Но Деннисона это ничуть не смутило.
— Сара, Стэнли сказал мне, что ты здесь. Я так рад. Признаться, я боялся, что ты запрешься в своей квартире и будешь скрываться ото всех. А тебе сейчас как никому требуется дружеское участие. — Деннисон тут же и продемонстрировал его, подойдя к Саре и слегка обняв ее.
От его прикосновения у Сары защемило сердце. Ожившие воспоминания… вина, страх, стыд, сбившись в тугой комок, подкатывают к горлу… душат, давят. Она с трудом проглотила ком, но во рту остался горький привкус.
— Я должна идти. — Она высвободилась из объятий Деннисона и выбежала из комнаты. Бросилась прочь из этого дома.
— Сара, подожди, — окликнул Деннисон. Он догнал ее уже на улице.
— Сара, пожалуйста. — Лицо его выдавало сильное душевное волнение, когда он, поравнявшись с ней, крепко схватил ее за руку. — Не отвергай меня. Позволь тебе помочь.
Хлоп, хлоп, хлоп, хлоп. Как ритмичная барабанная дробь.
— Остановись, Билл. Пожалуйста… — Голос маленькой девочки. Мольба ребенка.
— Не стоит так расстраиваться, Сара. Я пытаюсь тебе помочь. Я же не сделал тебе больно. Мы ведь просто играем.
Просто играем. Играем. Играем.
— Остановись. Пожалуйста… — Опять в сознании прорезывается голос маленькой девочки. А в нем — паника, ужас.
Деннисон всем своим видом выражает участие.
— Все в порядке, Сара, — утешает он ее. — У тебя типичная реакция на стресс. Посттравматический синдром. В сложившейся ситуации это вполне объяснимо…
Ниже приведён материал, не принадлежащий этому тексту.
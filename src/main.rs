fn main() -> Result<(), eframe::Error> {
    // Set up logging for development
    env_logger::init();

    flow_designer::run_app()
}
Она резко высвободила руку.
— Что можно объяснить, если все бессмысленно? — крикнула она, задыхаясь от злости и собственного бессилия.
Она крепко зажмурилась. Не видеть его. Прогнать печаль и страх. Задавить кошмар, который, словно вирус, начинал подтачивать ее силы.
Чернота. И в ней — одинокий мерцающий предмет, парящий над бездной.